Ela esperava que houvesse luz suficiente no seu quarto para o monitor poder reproduzir sua expressão, tão bem como a sua voz.


— Você está indo lá para matá-los, não para estudá-los, não para trazer um de volta. Simplesmente queimá-los, exterminá-los para sempre.

Ele acordava rapidamente, ela notou.

— Esse é o plano. Se tiver algo perigoso andando por lá, nós acabaremos com ele. Temos uma colónia para proteger. Não brincamos com organismos potencialmente perigosos. É política da Companhia. Se encontrarmos algo letal, qualquer coisa, nós fritamos. Os cientistas podem ir pro inferno. Dou minha palavra!

Uma longa pausa e ele inclinou-se, seu rosto apareceu grande na tela de parede.

— Ripley. Ripley? Você ainda está aí?

Não havia mais tempo para pensar. Talvez fosse hora de parar de pensar e de fazer.
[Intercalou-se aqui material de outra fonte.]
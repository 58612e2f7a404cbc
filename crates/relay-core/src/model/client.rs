use async_trait::async_trait;

use crate::Result;

use super::types::ChatMessage;

/// LLM gateway used once per buffer flush.
///
/// `history` is the bounded context (oldest first) loaded from persistence;
/// `text` is the coalesced user turn. The reply is plain model output
/// (common Markdown), not yet converted for the chat platform.
#[async_trait]
pub trait LlmGateway: Send + Sync {
    async fn complete(&self, history: &[ChatMessage], text: &str) -> Result<String>;

    /// A message the bot sends on its own: `instruction` is an extra system
    /// message and no user turn follows the history.
    async fn remind(&self, history: &[ChatMessage], instruction: &str) -> Result<String>;
}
— Tudo bem... Estou dentro.

De alguma forma, ela conseguira dizer.
Parecia que ele queria responder, felicitar ou agradecê-la, mas a ligação se desfez.
Antes que ela pudesse dizer uma palavra, um baque soou no lençol próximo, e ela se virou para olhar com carinho para Jones esfregando-se contra seu quadril, ronronando.

— E você, meu querido, vai ficar aqui.



O gato piscou para ela conforme ela continuava a acariciar com os dedos suas costas. Duvidava que ele entendesse suas palavras ou a essência da conversa no recente telefonema, mas mesmo assim, não se ofereceu para acompanhá-la.

Pelo menos um de nós ainda tem algum juízo, pensou antes de deslizar sob as cobertas.